▶ [Provided records]:
^^^^

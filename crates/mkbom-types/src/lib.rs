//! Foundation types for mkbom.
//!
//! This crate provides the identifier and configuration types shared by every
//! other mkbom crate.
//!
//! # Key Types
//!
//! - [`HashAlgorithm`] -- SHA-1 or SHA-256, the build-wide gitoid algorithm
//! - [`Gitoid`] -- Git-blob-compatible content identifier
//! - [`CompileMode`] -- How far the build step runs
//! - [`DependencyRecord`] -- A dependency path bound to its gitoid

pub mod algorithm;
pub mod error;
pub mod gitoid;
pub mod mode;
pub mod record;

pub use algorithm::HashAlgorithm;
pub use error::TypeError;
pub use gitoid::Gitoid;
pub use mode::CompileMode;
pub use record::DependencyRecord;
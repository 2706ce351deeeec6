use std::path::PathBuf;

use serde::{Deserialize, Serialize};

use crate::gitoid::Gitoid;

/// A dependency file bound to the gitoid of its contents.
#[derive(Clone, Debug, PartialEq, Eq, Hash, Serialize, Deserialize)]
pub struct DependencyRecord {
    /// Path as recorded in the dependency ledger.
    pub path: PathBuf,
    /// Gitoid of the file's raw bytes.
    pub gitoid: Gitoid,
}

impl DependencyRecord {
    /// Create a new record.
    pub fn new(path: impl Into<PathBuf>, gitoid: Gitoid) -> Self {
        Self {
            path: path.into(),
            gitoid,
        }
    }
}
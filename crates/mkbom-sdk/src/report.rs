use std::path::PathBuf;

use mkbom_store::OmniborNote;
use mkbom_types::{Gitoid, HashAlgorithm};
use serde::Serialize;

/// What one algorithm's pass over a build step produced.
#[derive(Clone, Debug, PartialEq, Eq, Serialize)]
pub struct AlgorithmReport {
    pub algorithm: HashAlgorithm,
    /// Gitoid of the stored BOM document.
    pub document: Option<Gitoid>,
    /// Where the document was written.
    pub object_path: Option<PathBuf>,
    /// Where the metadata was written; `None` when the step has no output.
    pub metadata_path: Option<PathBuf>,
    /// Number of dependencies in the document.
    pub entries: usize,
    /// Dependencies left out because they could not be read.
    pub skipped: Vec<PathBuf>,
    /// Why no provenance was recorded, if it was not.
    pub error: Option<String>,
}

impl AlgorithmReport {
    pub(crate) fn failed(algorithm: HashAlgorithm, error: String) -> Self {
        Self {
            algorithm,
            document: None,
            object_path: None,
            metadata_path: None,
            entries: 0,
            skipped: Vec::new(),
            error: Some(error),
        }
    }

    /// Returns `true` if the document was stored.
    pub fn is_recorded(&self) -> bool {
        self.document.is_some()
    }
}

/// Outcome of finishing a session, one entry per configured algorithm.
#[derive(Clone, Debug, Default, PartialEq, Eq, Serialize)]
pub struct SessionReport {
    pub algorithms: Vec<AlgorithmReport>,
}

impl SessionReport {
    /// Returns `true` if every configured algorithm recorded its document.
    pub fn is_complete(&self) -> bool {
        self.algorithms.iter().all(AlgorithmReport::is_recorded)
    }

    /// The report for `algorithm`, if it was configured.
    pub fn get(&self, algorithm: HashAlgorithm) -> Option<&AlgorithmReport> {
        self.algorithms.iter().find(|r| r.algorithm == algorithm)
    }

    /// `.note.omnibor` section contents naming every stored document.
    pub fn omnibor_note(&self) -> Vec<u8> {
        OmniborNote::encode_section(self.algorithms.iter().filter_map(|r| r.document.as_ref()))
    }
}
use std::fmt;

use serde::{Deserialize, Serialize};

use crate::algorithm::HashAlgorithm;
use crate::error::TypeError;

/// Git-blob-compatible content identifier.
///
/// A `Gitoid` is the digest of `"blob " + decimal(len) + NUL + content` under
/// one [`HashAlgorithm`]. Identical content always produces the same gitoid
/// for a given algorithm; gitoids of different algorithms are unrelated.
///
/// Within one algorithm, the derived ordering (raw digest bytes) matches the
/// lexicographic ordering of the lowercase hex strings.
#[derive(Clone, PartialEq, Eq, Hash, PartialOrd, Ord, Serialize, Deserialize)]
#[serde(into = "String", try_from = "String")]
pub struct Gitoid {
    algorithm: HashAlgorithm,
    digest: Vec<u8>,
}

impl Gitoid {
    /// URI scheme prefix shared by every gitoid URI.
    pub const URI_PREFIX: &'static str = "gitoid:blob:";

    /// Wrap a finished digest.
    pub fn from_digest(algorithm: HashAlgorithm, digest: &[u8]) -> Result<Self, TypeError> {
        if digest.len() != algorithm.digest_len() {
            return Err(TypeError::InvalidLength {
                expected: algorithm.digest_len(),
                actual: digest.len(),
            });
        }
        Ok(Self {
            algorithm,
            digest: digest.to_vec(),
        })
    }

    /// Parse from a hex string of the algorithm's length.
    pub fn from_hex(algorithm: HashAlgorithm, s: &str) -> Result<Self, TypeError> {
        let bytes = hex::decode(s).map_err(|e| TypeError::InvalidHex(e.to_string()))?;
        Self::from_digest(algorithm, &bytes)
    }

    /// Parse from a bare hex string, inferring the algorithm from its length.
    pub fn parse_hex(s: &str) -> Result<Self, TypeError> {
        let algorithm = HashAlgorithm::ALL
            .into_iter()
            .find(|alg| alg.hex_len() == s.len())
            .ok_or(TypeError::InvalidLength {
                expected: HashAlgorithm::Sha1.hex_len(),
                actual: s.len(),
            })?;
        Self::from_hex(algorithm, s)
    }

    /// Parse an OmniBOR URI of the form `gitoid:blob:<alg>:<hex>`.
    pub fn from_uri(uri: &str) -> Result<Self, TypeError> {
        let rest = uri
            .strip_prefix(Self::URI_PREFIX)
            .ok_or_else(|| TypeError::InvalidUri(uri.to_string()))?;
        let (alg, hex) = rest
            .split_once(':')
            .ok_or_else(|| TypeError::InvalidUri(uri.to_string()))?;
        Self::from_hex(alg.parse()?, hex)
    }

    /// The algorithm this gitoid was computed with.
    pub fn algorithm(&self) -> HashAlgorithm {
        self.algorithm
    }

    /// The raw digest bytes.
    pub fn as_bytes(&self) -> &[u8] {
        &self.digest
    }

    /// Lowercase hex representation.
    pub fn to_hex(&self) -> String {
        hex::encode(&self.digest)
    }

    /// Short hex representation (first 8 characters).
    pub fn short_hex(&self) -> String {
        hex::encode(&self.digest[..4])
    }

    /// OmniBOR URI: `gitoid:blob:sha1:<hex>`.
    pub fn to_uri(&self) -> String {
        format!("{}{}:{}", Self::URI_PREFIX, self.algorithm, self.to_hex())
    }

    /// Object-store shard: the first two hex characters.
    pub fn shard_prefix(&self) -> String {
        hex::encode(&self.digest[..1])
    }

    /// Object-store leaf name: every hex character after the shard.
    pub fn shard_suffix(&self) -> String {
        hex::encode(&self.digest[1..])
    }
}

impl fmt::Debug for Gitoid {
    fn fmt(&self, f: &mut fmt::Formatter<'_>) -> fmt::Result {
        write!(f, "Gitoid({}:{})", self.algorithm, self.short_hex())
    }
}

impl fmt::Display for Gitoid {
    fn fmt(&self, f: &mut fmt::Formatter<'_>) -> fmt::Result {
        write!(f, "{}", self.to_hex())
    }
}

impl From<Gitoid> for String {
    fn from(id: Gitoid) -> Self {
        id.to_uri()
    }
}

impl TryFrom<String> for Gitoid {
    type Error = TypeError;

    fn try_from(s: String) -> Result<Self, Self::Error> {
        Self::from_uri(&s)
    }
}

^^^^

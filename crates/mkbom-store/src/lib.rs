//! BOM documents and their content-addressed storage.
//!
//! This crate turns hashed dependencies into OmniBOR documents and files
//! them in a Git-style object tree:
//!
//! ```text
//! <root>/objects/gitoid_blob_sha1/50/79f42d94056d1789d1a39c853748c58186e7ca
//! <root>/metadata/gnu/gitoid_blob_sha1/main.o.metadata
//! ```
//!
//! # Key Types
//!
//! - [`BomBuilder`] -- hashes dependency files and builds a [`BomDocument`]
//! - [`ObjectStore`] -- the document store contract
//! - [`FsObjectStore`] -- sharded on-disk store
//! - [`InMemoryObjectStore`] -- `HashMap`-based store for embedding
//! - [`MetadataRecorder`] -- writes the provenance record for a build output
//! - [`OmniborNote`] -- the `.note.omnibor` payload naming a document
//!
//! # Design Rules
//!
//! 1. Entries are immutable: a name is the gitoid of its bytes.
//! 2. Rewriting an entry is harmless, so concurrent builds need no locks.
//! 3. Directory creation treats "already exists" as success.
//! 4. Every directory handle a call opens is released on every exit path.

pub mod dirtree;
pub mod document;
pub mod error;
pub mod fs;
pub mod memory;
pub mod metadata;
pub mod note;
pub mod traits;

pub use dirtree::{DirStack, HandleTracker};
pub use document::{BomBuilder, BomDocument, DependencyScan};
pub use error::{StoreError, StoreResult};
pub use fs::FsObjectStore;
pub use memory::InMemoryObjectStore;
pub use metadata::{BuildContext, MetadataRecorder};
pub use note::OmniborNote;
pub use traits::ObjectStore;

^^^^

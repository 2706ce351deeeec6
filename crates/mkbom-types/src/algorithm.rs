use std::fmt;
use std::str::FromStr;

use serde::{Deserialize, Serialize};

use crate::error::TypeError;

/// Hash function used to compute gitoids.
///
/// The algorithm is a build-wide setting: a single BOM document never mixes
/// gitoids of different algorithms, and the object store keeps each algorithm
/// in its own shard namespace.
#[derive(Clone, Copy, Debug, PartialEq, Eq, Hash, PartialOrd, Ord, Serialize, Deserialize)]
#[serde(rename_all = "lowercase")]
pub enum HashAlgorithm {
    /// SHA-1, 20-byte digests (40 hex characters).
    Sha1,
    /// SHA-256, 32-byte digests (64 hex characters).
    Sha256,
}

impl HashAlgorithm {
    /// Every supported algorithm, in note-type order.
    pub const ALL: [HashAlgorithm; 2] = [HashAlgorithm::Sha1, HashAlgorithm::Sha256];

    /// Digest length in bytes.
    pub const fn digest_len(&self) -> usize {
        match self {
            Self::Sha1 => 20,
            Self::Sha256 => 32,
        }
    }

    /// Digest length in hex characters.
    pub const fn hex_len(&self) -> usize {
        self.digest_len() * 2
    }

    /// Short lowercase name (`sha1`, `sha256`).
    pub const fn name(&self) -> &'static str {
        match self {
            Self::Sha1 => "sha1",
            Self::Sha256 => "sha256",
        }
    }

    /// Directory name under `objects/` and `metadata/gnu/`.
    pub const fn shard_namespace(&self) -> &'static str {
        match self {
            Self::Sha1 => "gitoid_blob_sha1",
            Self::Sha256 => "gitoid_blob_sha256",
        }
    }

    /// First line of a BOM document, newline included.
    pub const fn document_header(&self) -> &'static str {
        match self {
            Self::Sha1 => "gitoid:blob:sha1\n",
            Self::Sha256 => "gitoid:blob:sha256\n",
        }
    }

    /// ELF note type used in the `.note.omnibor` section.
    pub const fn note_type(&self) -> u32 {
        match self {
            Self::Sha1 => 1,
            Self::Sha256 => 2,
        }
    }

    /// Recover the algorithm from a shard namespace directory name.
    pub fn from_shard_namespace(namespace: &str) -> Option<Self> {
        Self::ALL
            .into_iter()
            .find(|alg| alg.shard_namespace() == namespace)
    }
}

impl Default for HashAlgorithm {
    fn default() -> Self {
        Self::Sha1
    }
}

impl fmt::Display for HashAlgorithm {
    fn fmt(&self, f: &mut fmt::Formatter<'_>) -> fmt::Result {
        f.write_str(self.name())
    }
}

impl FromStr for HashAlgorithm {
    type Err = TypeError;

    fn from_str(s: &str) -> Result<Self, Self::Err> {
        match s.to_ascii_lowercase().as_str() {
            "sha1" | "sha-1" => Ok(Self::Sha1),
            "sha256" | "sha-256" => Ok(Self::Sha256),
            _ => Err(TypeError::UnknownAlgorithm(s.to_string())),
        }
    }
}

^^^^

▶ [Exercise directions]: Look through the entries, and return every line that the word "AlgorithmReport" appears in.

▶ [Answer to this task]:
pub struct AlgorithmReport {
impl AlgorithmReport {
    pub algorithms: Vec<AlgorithmReport>,
        self.algorithms.iter().all(AlgorithmReport::is_recorded)
    pub fn get(&self, algorithm: HashAlgorithm) -> Option<&AlgorithmReport> {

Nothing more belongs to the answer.